REASONS FOR JUDGMENT - PINCUS J.A.
Judgment delivered 23/07/1996
I have read the joint reasons of the President and Helman J. and concur in their Honours’ analysis of the facts of the case, and in particular the discrepancies in the complainant’s evidence.
I have also had the advantage of hearing the audio tape of the complainant’s explanations to the police of what was alleged to have been done to her, and seeing and hearing the video record of the appellant’s interview with the police. In reaching my conclusion I have been helped by impressions gained from these recordings and particularly from the former. The case is one in which there were some substantial inconsistencies between the complainant’s account given on different occasions, such as to require close consideration. The conclusion at which I have arrived is that the verdicts should not be set aside as being unsafe or unsatisfactory; despite the discrepancies to which I have referred, the jury was in my opinion well entitled to arrive at the verdicts of which complaint is made.
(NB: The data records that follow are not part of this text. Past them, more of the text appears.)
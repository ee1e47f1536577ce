//! System prompt assembly.
//!
//! The prompt is built from the workspace configuration in tagged sections,
//! so the model knows which repository and documentation set it is standing
//! in front of. A configured override skips assembly entirely.

/// What the assistant is attached to.
#[derive(Debug, Clone, Default)]
pub struct WorkspaceContext {
    pub workspace: String,
    pub repository: String,
    pub default_branch: String,
    pub doc_page_count: usize,
}

impl WorkspaceContext {
    pub fn from_config(config: &quarry_config::AppConfig) -> Self {
        Self {
            workspace: config.bitbucket.workspace.clone(),
            repository: config.bitbucket.repository.clone(),
            default_branch: config.bitbucket.default_branch.clone(),
            doc_page_count: config.confluence.page_ids.len(),
        }
    }
}

/// Assemble the system prompt, honoring an optional override.
pub fn build_system_prompt(ctx: &WorkspaceContext, override_prompt: Option<&str>) -> String {
    if let Some(prompt) = override_prompt {
        return prompt.to_string();
    }

    let mut prompt = String::with_capacity(1024);

    prompt.push_str("<identity>\n");
    prompt.push_str(
        "You are Quarry, a workspace assistant. You answer questions about a \
         software repository and its documentation.\n",
    );
    prompt.push_str("</identity>\n\n");

    prompt.push_str("<workspace>\n");
    prompt.push_str(&format!(
        "Repository: {}/{} (default branch: {})\n",
        ctx.workspace, ctx.repository, ctx.default_branch
    ));
    if ctx.doc_page_count > 0 {
        prompt.push_str(&format!(
            "Documentation: {} configured page(s), reachable via the workspace_docs tool\n",
            ctx.doc_page_count
        ));
    }
    prompt.push_str("</workspace>\n\n");

    prompt.push_str("<capabilities>\n");
    prompt.push_str(
        "Use the repo_tree tool to inspect source files, workspace_docs for \
         written documentation, and issue_list for the tracker. Cite file \
         paths when you reference code. Be concise and accurate; say so when \
         you cannot find an answer.\n",
    );
    prompt.push_str("</capabilities>\n");

    prompt
}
As to the cases referred to in the reasons of the President and Helman J, it seems to me doubtful whether they establish the propositions there set out. One reason for my reservation is that some of those propositions were never in issue. For example, none of the authorities cited deals with an argument that a conviction should not be based on a statement taken under s. 93A of the Evidence Act 1977, unless the person against whom allegations are made is present when it is taken and able then to ask questions of the child. The reason such an argument has not been advanced is that it would be hopeless, being merely an invitation to amend the section judicially. Nor can I, with respect, agree with the suggestion that consideration of the specific complaints made in this case about inconsistency does not assist the appellant; I think the inconsistencies are of such a kind as to require that they be considered in favour of the appellant and I can find nothing in the authorities cited to suggest the contrary. Nevertheless, I have reached the firm conclusion that the verdicts are not unsafe and that the appeal should be dismissed.